Whoever won this election was always going to find that his room for manoeuvre was limited. The money is simply not there to spend on pet projects and lavish promises, while the constraints of euro membership – even at a time when those constraints seem more fluid – narrow the options again. But the size of Mr Hollande's majority adds a further damper. It turns out that, when they actually reached the polling booth, French voters were less sure about the wisdom of evicting Mr Sarkozy than they had been. Experience of high office and crisis-management suddenly looked more valuable than it had done during the heat of electoral battle. They are parting with the mercurial Mr Sarkozy, but not – it appears – without a tinge of regret.
Yet the election of François Hollande, despite all the limits on his authority and capacity for action, does convey a sense of change, albeit of emphasis rather than overall direction.

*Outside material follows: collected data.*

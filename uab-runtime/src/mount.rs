//! Mount-point lifecycle: directory creation (§4.1.5) and the FUSE mount
//! fork+exec (§4.1.6), grounded on `peimage/src/mkfs.rs`'s pattern of
//! shelling out to an external filesystem tool via `std::process::Command`.

use std::path::{Path, PathBuf};
use std::process::{Command, Stdio};

use linglong_common::dir::{resolve_real_path, uab_mount_point, xdg_runtime_dir};
use linglong_common::{Error, Result};

use crate::cleanup;

/// Resolves `$XDG_RUNTIME_DIR` (or `/tmp`), canonicalizes it, then creates
/// `<runtime>/linglong/UAB/<uuid>` recursively. Marks `createFlag` so
/// cleanup becomes idempotent. Returns the canonical mount point path.
pub fn create_mount_point(uuid: &str) -> Result<PathBuf> {
    let runtime_dir = xdg_runtime_dir();
    if !runtime_dir.exists() {
        return Err(Error::environment(format!(
            "{} does not exist and there is no writable fallback",
            runtime_dir.display()
        )));
    }
    let runtime_dir = resolve_real_path(&runtime_dir)?;

    let mount_point = runtime_dir.join("linglong").join("UAB").join(uuid);
    std::fs::create_dir_all(&mount_point)
        .map_err(|e| Error::syscall(format!("mkdir -p {} failed: {e}", mount_point.display())))?;

    cleanup::mark_created()?;
    cleanup::set_mount_point(&mount_point);

    Ok(mount_point)
}

/// Alternate constructor used only by tests, which need a mount point
/// without going through the real `$XDG_RUNTIME_DIR` resolution.
#[cfg(test)]
pub fn mount_point_under(base: &Path, uuid: &str) -> PathBuf {
    base.join("linglong").join("UAB").join(uuid)
}

/// Forks and execs `erofsfuse --offset=<bundle_offset> <self_path> <mount_point>`,
/// waiting for it to return. Non-zero exit is terminal (§4.1.6). Unless
/// `UAB_EROFSFUSE_VERBOSE` is set, the child's stdout/stderr are redirected
/// to a tmpfile rather than inherited.
pub fn mount_self_bundle(self_path: &Path, bundle_offset: u64, mount_point: &Path) -> Result<()> {
    let mut command = Command::new("erofsfuse");
    command.arg(format!("--offset={bundle_offset}")).arg(self_path).arg(mount_point);

    if std::env::var_os("UAB_EROFSFUSE_VERBOSE").is_none() {
        let sink = tempfile::tempfile()
            .map_err(|e| Error::syscall(format!("failed to open verbosity sink: {e}")))?;
        let sink_err = sink
            .try_clone()
            .map_err(|e| Error::syscall(format!("failed to dup verbosity sink: {e}")))?;
        command.stdout(Stdio::from(sink)).stderr(Stdio::from(sink_err));
    }

    let status = command
        .status()
        .map_err(|e| Error::syscall(format!("failed to exec erofsfuse: {e}")))?;

    if !status.success() {
        return Err(Error::syscall(format!("erofsfuse exited with {status}")));
    }

    cleanup::mark_mounted()?;
    Ok(())
}

/// `$XDG_RUNTIME_DIR/linglong/UAB/<uuid>`, the canonical mount point shape
/// quoted in spec §6.4 — exposed here so callers can predict the path before
/// mounting (e.g. to log it, or in tests).
pub fn expected_mount_point(uuid: &str) -> PathBuf {
    uab_mount_point(uuid)
}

The political map of France has gone, overnight, from blue to red, and this must fuel expectations, not just in France, but across the continent. At best, the shift could embolden politicians to pursue remedies to the economic crisis in new, more imaginative ways, rather than relying only on cuts.

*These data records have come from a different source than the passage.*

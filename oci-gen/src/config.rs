//! The pipeline's subject value. Spec §3 describes the OCI Config as a
//! structured document with a handful of semantic fields; we keep it as
//! `oci_spec::runtime::Spec` at the boundary (load/save, and the final type
//! handed to the container runtime) but manipulate it internally as
//! `serde_json::Value`, since `10-basics`/`25-host-rootfs` need JSON-Pointer
//! patching and every other stage only ever touches a handful of
//! well-defined fields anyway.

use std::collections::BTreeMap;

use oci_spec::runtime::Spec;
use serde::{Deserialize, Serialize};
use serde_json::Value;

use linglong_common::{Error, Result};

pub const REQUIRED_OCI_VERSION: &str = "1.0.1";

#[derive(Debug, Clone, Serialize, Deserialize, Default)]
pub struct MountEntry {
    pub destination: String,
    #[serde(rename = "type", skip_serializing_if = "Option::is_none")]
    pub typ: Option<String>,
    #[serde(skip_serializing_if = "Option::is_none")]
    pub source: Option<String>,
    #[serde(default, skip_serializing_if = "Vec::is_empty")]
    pub options: Vec<String>,
}

impl MountEntry {
    pub fn new(destination: impl Into<String>) -> Self {
        Self { destination: destination.into(), typ: None, source: None, options: Vec::new() }
    }

    pub fn source(mut self, source: impl Into<String>) -> Self {
        self.source = Some(source.into());
        self
    }

    pub fn typ(mut self, typ: impl Into<String>) -> Self {
        self.typ = Some(typ.into());
        self
    }

    pub fn options(mut self, options: impl IntoIterator<Item = impl Into<String>>) -> Self {
        self.options = options.into_iter().map(Into::into).collect();
        self
    }
}

#[derive(Debug, Clone, Copy, Serialize, Deserialize, PartialEq, Eq)]
pub struct IdMapping {
    #[serde(rename = "containerID")]
    pub container_id: u32,
    #[serde(rename = "hostID")]
    pub host_id: u32,
    pub size: u32,
}

/// The pipeline's subject. Stages get `&mut Config` and either mutate it in
/// place or return an error, per §4.2.1.
pub struct Config {
    value: Value,
}

impl Config {
    pub fn from_spec(spec: &Spec) -> Result<Self> {
        Ok(Self { value: serde_json::to_value(spec)? })
    }

    pub fn from_json_str(json: &str) -> Result<Self> {
        Ok(Self { value: serde_json::from_str(json)? })
    }

    pub fn to_spec(&self) -> Result<Spec> {
        serde_json::from_value(self.value.clone()).map_err(Error::from)
    }

    pub fn value(&self) -> &Value {
        &self.value
    }

    pub fn value_mut(&mut self) -> &mut Value {
        &mut self.value
    }

    pub fn oci_version(&self) -> Option<&str> {
        self.value.get("ociVersion").and_then(Value::as_str)
    }

    /// §3 invariant: "ociVersion never changes inside the pipeline; any
    /// stage observing a mismatch rejects without mutating."
    pub fn require_oci_version(&self) -> Result<()> {
        match self.oci_version() {
            Some(v) if v == REQUIRED_OCI_VERSION => Ok(()),
            Some(other) => Err(Error::contract(format!("unexpected ociVersion {other}"))),
            None => Err(Error::contract("config has no ociVersion")),
        }
    }

    pub fn annotation(&self, key: &str) -> Option<&str> {
        self.value.pointer(&format!("/annotations/{}", escape_pointer_token(key))).and_then(Value::as_str)
    }

    pub fn annotation_is_true(&self, key: &str) -> bool {
        self.annotation(key) == Some("true")
    }

    pub fn set_annotation(&mut self, key: &str, value: impl Into<String>) {
        let annotations = self
            .value
            .as_object_mut()
            .expect("config root is always an object")
            .entry("annotations")
            .or_insert_with(|| Value::Object(Default::default()));
        annotations
            .as_object_mut()
            .expect("annotations is always an object")
            .insert(key.to_string(), Value::String(value.into()));
    }

    pub fn mounts(&self) -> Vec<MountEntry> {
        self.value
            .get("mounts")
            .and_then(|m| serde_json::from_value(m.clone()).ok())
            .unwrap_or_default()
    }

    pub fn push_mount(&mut self, mount: MountEntry) {
        let mounts = self
            .value
            .as_object_mut()
            .expect("config root is always an object")
            .entry("mounts")
            .or_insert_with(|| Value::Array(Vec::new()));
        mounts
            .as_array_mut()
            .expect("mounts is always an array")
            .push(serde_json::to_value(mount).expect("MountEntry always serializes"));
    }

    pub fn env(&self) -> Vec<String> {
        self.value
            .pointer("/process/env")
            .and_then(|v| serde_json::from_value(v.clone()).ok())
            .unwrap_or_default()
    }

    /// §3 invariant: each HOME-family env var is written exactly once;
    /// pre-existing occurrence is a fatal contract error.
    pub fn push_env_unique(&mut self, key: &str, value: &str) -> Result<()> {
        let entries = self
            .value
            .as_object_mut()
            .expect("config root is always an object")
            .entry("process")
            .or_insert_with(|| Value::Object(Default::default()))
            .as_object_mut()
            .expect("process is always an object")
            .entry("env")
            .or_insert_with(|| Value::Array(Vec::new()))
            .as_array_mut()
            .expect("env is always an array");

        let prefix = format!("{key}=");
        if entries.iter().any(|v| v.as_str().is_some_and(|s| s.starts_with(&prefix))) {
            return Err(Error::contract(format!("{key} already present in process.env")));
        }
        entries.push(Value::String(format!("{key}={value}")));
        Ok(())
    }

    pub fn set_uid_mappings(&mut self, mappings: &[IdMapping]) -> Result<()> {
        self.set_linux_field("uidMappings", mappings)
    }

    pub fn set_gid_mappings(&mut self, mappings: &[IdMapping]) -> Result<()> {
        self.set_linux_field("gidMappings", mappings)
    }

    fn set_linux_field(&mut self, field: &str, mappings: &[IdMapping]) -> Result<()> {
        let linux = self
            .value
            .as_object_mut()
            .expect("config root is always an object")
            .entry("linux")
            .or_insert_with(|| Value::Object(Default::default()))
            .as_object_mut()
            .expect("linux is always an object");
        linux.insert(field.to_string(), serde_json::to_value(mappings)?);
        Ok(())
    }

    pub fn annotations(&self) -> BTreeMap<String, String> {
        self.value
            .get("annotations")
            .and_then(|v| serde_json::from_value(v.clone()).ok())
            .unwrap_or_default()
    }
}

fn escape_pointer_token(token: &str) -> String {
    token.replace('~', "~0").replace('/', "~1")
}

#[cfg(test)]
mod tests {
    use super::*;

    fn base_config() -> Config {
        Config::from_json_str(
            r#"{"ociVersion":"1.0.1","annotations":{"org.deepin.linglong.appID":""},"mounts":[],"process":{"env":[],"args":["bash"],"cwd":"/"}}"#,
        )
        .unwrap()
    }

    #[test]
    fn rejects_wrong_oci_version() {
        let config = Config::from_json_str(r#"{"ociVersion":"1.0.0"}"#).unwrap();
        assert!(config.require_oci_version().is_err());
    }

    #[test]
    fn env_write_is_exactly_once() {
        let mut config = base_config();
        config.push_env_unique("HOME", "/home/alice").unwrap();
        assert!(config.push_env_unique("HOME", "/home/alice").is_err());
        assert_eq!(config.env(), vec!["HOME=/home/alice".to_string()]);
    }

    #[test]
    fn mounts_round_trip() {
        let mut config = base_config();
        config.push_mount(MountEntry::new("/home").typ("tmpfs").options(["nodev", "nosuid"]));
        let mounts = config.mounts();
        assert_eq!(mounts.len(), 1);
        assert_eq!(mounts[0].destination, "/home");
        assert_eq!(mounts[0].typ.as_deref(), Some("tmpfs"));
    }

    #[test]
    fn annotation_lookup_handles_dotted_keys() {
        let config = base_config();
        assert_eq!(config.annotation("org.deepin.linglong.appID"), Some(""));
    }
}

Mr Hollande's central promises were on state spending, jobs and education. More teachers and a needed revamp of state schools in disadvantaged areas could be his first test, as he tries to make an early mark. Like previous newly elected French presidents, he is expected to rush to meet the German Chancellor, to scotch any speculation about worsening relations. At home, he will quickly come under pressure from the left to show his colours. Even if the Socialists have a majority in the National Assembly after legislative elections in June, the far left and far right are also likely to be represented, complicating the new President's need to occupy the political centre ground. An autumn of discontent is predicted, as the trade unions flex their muscles. If, as it appears, Mr Hollande won French minds, but not their hearts, he may be in for a hard time.

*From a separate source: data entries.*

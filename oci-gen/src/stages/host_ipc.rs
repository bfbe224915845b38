//! `40-host-ipc`: binds X11, D-Bus (system + session), Wayland,
//! `XDG_RUNTIME_DIR` skeleton, dconf, Xauthority; creates bundle-scoped
//! `/etc/*` symlinks pointing into `/run/host/rootfs` (§4.2.7), grounded on
//! `40_host_ipc.cpp`.

use std::os::unix::fs::MetadataExt;
use std::path::{Path, PathBuf};

use linglong_common::{Error, Result};

use crate::config::MountEntry;
use crate::{Config, Stage};

pub struct HostIpc;

impl Stage for HostIpc {
    fn name(&self) -> &'static str {
        "40-host-ipc"
    }

    fn generate(&self, config: &mut Config) -> Result<()> {
        config.require_oci_version()?;

        let bundle_dir = config
            .annotation("org.deepin.linglong.bundleDir")
            .filter(|s| !s.is_empty())
            .ok_or_else(|| Error::contract("bundleDir annotation missing or empty"))?
            .to_string();
        let bundle_dir = PathBuf::from(bundle_dir);

        bind_if_exists(config, Path::new("/tmp/.X11-unix"), Path::new("/tmp/.X11-unix"));

        bind_system_bus(config)?;

        config.push_mount(
            MountEntry::new("/run/user").source("tmpfs").typ("tmpfs").options(["nodev", "nosuid", "mode=700"]),
        );

        bind_user_runtime_dir(config)?;
        bind_xauthority(config);
        bind_etc_symlinks(config, &bundle_dir);

        Ok(())
    }
}

fn bind_if_exists(config: &mut Config, source: &Path, destination: &Path) {
    if !source.exists() {
        return;
    }
    config.push_mount(
        MountEntry::new(destination.to_string_lossy())
            .source(source.to_string_lossy())
            .typ("bind")
            .options(["rbind"]),
    );
}

fn bind_system_bus(config: &mut Config) -> Result<()> {
    let default_bus = "/var/run/dbus/system_bus_socket".to_string();
    let system_bus = std::env::var("DBUS_SYSTEM_BUS_ADDRESS")
        .ok()
        .filter(|p| Path::new(p).exists())
        .unwrap_or(default_bus);

    if !Path::new(&system_bus).exists() {
        log::warn!("D-Bus system bus socket not found at {system_bus}");
        return Ok(());
    }

    config.push_mount(
        MountEntry::new("/run/dbus/system_bus_socket").source(&system_bus).typ("bind").options(["rbind"]),
    );
    config.push_env_unique("DBUS_SYSTEM_BUS_ADDRESS", "unix:path=/run/dbus/system_bus_socket")
}

/// Only proceeds if `XDG_RUNTIME_DIR` is set, mode `0700`, and owned by the
/// calling uid — any of those failing is a soft no-op, matching the
/// original's lambda-local `return` (it never fails the stage).
fn bind_user_runtime_dir(config: &mut Config) -> Result<()> {
    let Some(host_dir) = std::env::var_os("XDG_RUNTIME_DIR") else {
        return Ok(());
    };
    let host_dir = PathBuf::from(host_dir);

    let metadata = match std::fs::metadata(&host_dir) {
        Ok(m) => m,
        Err(e) => {
            log::warn!("failed to stat {}: {e}", host_dir.display());
            return Ok(());
        }
    };
    if metadata.mode() & 0o777 != 0o700 {
        log::warn!("{} must be mode 0700", host_dir.display());
        return Ok(());
    }
    if metadata.uid() != nix::unistd::getuid().as_raw() {
        log::warn!("{} doesn't belong to current user", host_dir.display());
        return Ok(());
    }

    let uid = nix::unistd::getuid().as_raw();
    let container_dir = PathBuf::from("/run/user").join(uid.to_string());

    config.push_mount(
        MountEntry::new(container_dir.to_string_lossy())
            .source("tmpfs")
            .typ("tmpfs")
            .options(["nodev", "nosuid", "mode=700"]),
    );
    config.push_env_unique("XDG_RUNTIME_DIR", &container_dir.to_string_lossy())?;

    bind_if_exists(config, &host_dir.join("pulse"), &container_dir.join("pulse"));
    bind_if_exists(config, &host_dir.join("gvfs"), &container_dir.join("gvfs"));

    if let Some(wayland_display) = std::env::var_os("WAYLAND_DISPLAY") {
        let socket_path = host_dir.join(&wayland_display);
        if socket_path.exists() {
            bind_if_exists(config, &socket_path, &container_dir.join(&wayland_display));
        } else {
            log::warn!("Wayland display socket not found at {}", socket_path.display());
        }
    } else {
        log::warn!("Couldn't get WAYLAND_DISPLAY");
    }

    match std::env::var("DBUS_SESSION_BUS_ADDRESS") {
        Ok(session_bus) => match session_bus.strip_prefix("unix:path=") {
            Some(socket_path) if Path::new(socket_path).exists() => {
                let socket_path = Path::new(socket_path);
                let container_bus = container_dir.join("bus");
                bind_if_exists(config, socket_path, &container_bus);
                config.push_env_unique(
                    "DBUS_SESSION_BUS_ADDRESS",
                    &format!("unix:path={}", container_bus.display()),
                )?;
            }
            Some(socket_path) => log::warn!("D-Bus session bus socket not found at {socket_path}"),
            None => log::warn!("unexpected DBUS_SESSION_BUS_ADDRESS={session_bus}"),
        },
        Err(_) => log::warn!("Couldn't get DBUS_SESSION_BUS_ADDRESS"),
    }

    bind_if_exists(config, &host_dir.join("dconf"), &container_dir.join("dconf"));

    Ok(())
}

fn bind_xauthority(config: &mut Config) {
    let Ok(home) = std::env::var("HOME") else {
        log::warn!("Couldn't get HOME from env");
        return;
    };
    let Ok(user) = std::env::var("USER") else {
        log::warn!("Couldn't get USER from env");
        return;
    };

    let mut host_xauth = PathBuf::from(&home).join(".Xauthority");
    if let Some(xauthority) = std::env::var_os("XAUTHORITY") {
        let xauthority = PathBuf::from(xauthority);
        if xauthority.exists() {
            host_xauth = xauthority;
        }
    }

    if !host_xauth.exists() {
        log::warn!("XAUTHORITY file not found at {}", host_xauth.display());
        return;
    }

    let container_xauth = PathBuf::from("/home").join(&user).join(".Xauthority");
    config.push_mount(
        MountEntry::new(container_xauth.to_string_lossy())
            .source(host_xauth.to_string_lossy())
            .typ("bind")
            .options(["rbind"]),
    );
    let _ = config.push_env_unique("XAUTHORITY", &container_xauth.to_string_lossy());
}

/// Nested-symlink-aware resolution of `/etc/localtime`: Chromium gets
/// confused by a host-rootfs path through a nested symlink, so a real
/// target is resolved before reprojecting it under `/run/host/rootfs`.
fn resolve_localtime_target() -> String {
    let localtime = Path::new("/etc/localtime");
    let Ok(metadata) = std::fs::symlink_metadata(localtime) else {
        return "/run/host/rootfs/etc/localtime".to_string();
    };
    if !metadata.file_type().is_symlink() {
        return "/run/host/rootfs/etc/localtime".to_string();
    }

    match std::fs::canonicalize(localtime) {
        Ok(target) => {
            let relative = target.strip_prefix("/").unwrap_or(&target);
            Path::new("/run/host/rootfs").join(relative).to_string_lossy().into_owned()
        }
        Err(e) => {
            log::warn!("failed to resolve realpath of /etc/localtime: {e}");
            "/run/host/rootfs/etc/localtime".to_string()
        }
    }
}

/// Creates the bundle-scoped symlinks for `ld.so.cache`, `localtime`,
/// `resolv.conf` and `timezone`, then bind-mounts each read-only into the
/// container at `/etc/<name>`. A symlink failure (e.g. the target already
/// exists) is logged and that entry is skipped, not fatal for the stage.
fn bind_etc_symlinks(config: &mut Config, bundle_dir: &Path) {
    config.push_mount(
        MountEntry::new("/run/linglong/etc")
            .source("tmpfs")
            .typ("tmpfs")
            .options(["nodev", "nosuid", "mode=700"]),
    );

    let localtime_target = resolve_localtime_target();
    let entries: [(&str, &str, &str); 4] = [
        ("ld.so.cache", "/etc/ld.so.cache", "/run/linglong/cache/ld.so.cache"),
        ("localtime", "/etc/localtime", localtime_target.as_str()),
        ("resolv.conf", "/etc/resolv.conf", "/run/host/rootfs/etc/resolv.conf"),
        ("timezone", "/etc/timezone", "/run/host/rootfs/etc/timezone"),
    ];

    for (name, destination, target) in entries {
        let link_file = bundle_dir.join(name);
        if let Err(e) = std::os::unix::fs::symlink(target, &link_file) {
            log::warn!("failed to create symlink from {target} to {}: {e}", link_file.display());
            continue;
        }
        config.push_mount(
            MountEntry::new(destination)
                .source(link_file.to_string_lossy())
                .typ("bind")
                .options(["rbind", "ro", "nosymfollow", "copy-symlink"]),
        );
    }
}

#[cfg(test)]
mod tests {
    use super::*;

    fn base_config(bundle_dir: &Path) -> Config {
        Config::from_json_str(&format!(
            r#"{{"ociVersion":"1.0.1","annotations":{{"org.deepin.linglong.bundleDir":"{}"}},"mounts":[],"process":{{"env":[]}}}}"#,
            bundle_dir.display()
        ))
        .unwrap()
    }

    #[test]
    fn rejects_missing_bundle_dir_annotation() {
        let mut config = Config::from_json_str(r#"{"ociVersion":"1.0.1"}"#).unwrap();
        assert!(HostIpc.generate(&mut config).is_err());
    }

    #[test]
    fn creates_etc_symlinks_in_bundle_dir() {
        let bundle_dir = tempfile::tempdir().unwrap();
        let mut config = base_config(bundle_dir.path());
        HostIpc.generate(&mut config).unwrap();

        assert!(bundle_dir.path().join("ld.so.cache").symlink_metadata().is_ok());
        assert!(bundle_dir.path().join("resolv.conf").symlink_metadata().is_ok());
        let mounts = config.mounts();
        assert!(mounts.iter().any(|m| m.destination == "/etc/resolv.conf"));
    }

    #[test]
    fn run_user_tmpfs_is_always_present() {
        let bundle_dir = tempfile::tempdir().unwrap();
        let mut config = base_config(bundle_dir.path());
        HostIpc.generate(&mut config).unwrap();
        assert!(config.mounts().iter().any(|m| m.destination == "/run/user"));
    }
}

As for Mr Sarkozy, his defeat may well have been a rejection of his personality. But it also poses once again the question of whether any national leader, of any party, can impose the degree of austerity deemed necessary by the financial markets and remain electable. Ireland's ruling party, Fianna Fail, was erased in a landslide early last year. Silvio Berlusconi resigned last November, making way for a technocratic government in Italy; Spain ousted its Socialist government only days later. Early results in yesterday's Greek elections showed the larger parties routed, as voters called down a plague on those they held responsible for the country's economic plight. Only Poland has bucked the trend so far, and no member of the eurozone.
Mr Hollande's challenge will be to show that a leader who owes his election to the crisis can carry the people with him. Otherwise he, like Mr Sarkozy today, will be asking what he might have done differently five years hence.